--- START ---
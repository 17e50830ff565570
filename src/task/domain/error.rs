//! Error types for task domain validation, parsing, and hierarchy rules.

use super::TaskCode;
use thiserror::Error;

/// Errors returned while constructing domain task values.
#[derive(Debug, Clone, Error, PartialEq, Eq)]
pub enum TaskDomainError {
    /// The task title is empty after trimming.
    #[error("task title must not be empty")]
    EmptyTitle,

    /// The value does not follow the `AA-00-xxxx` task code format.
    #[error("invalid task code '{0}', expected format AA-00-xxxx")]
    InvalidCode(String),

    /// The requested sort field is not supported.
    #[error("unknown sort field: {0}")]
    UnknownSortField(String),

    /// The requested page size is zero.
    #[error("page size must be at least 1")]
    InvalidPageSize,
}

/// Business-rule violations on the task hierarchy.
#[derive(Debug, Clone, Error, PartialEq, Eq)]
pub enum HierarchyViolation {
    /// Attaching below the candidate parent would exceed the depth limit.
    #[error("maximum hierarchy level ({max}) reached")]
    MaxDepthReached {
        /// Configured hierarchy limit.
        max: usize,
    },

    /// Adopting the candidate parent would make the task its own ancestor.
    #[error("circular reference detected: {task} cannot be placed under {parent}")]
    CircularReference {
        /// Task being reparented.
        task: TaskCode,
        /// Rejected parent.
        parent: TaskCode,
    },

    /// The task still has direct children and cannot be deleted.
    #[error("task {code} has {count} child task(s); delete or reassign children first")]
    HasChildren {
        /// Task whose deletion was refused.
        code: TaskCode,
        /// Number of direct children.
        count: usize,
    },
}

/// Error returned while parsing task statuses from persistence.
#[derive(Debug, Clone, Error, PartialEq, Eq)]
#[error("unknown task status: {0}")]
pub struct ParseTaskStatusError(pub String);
--- END ---
PROBLEM DESCRIPTION: Out of the listing above, reproduce exactly the lines from the one with "is not supported." up to and including the one with "the depth limit.".

RESPONSE BOX:
    /// The requested sort field is not supported.
    #[error("unknown sort field: {0}")]
    UnknownSortField(String),

    /// The requested page size is zero.
    #[error("page size must be at least 1")]
    InvalidPageSize,
}

/// Business-rule violations on the task hierarchy.
#[derive(Debug, Clone, Error, PartialEq, Eq)]
pub enum HierarchyViolation {
    /// Attaching below the candidate parent would exceed the depth limit.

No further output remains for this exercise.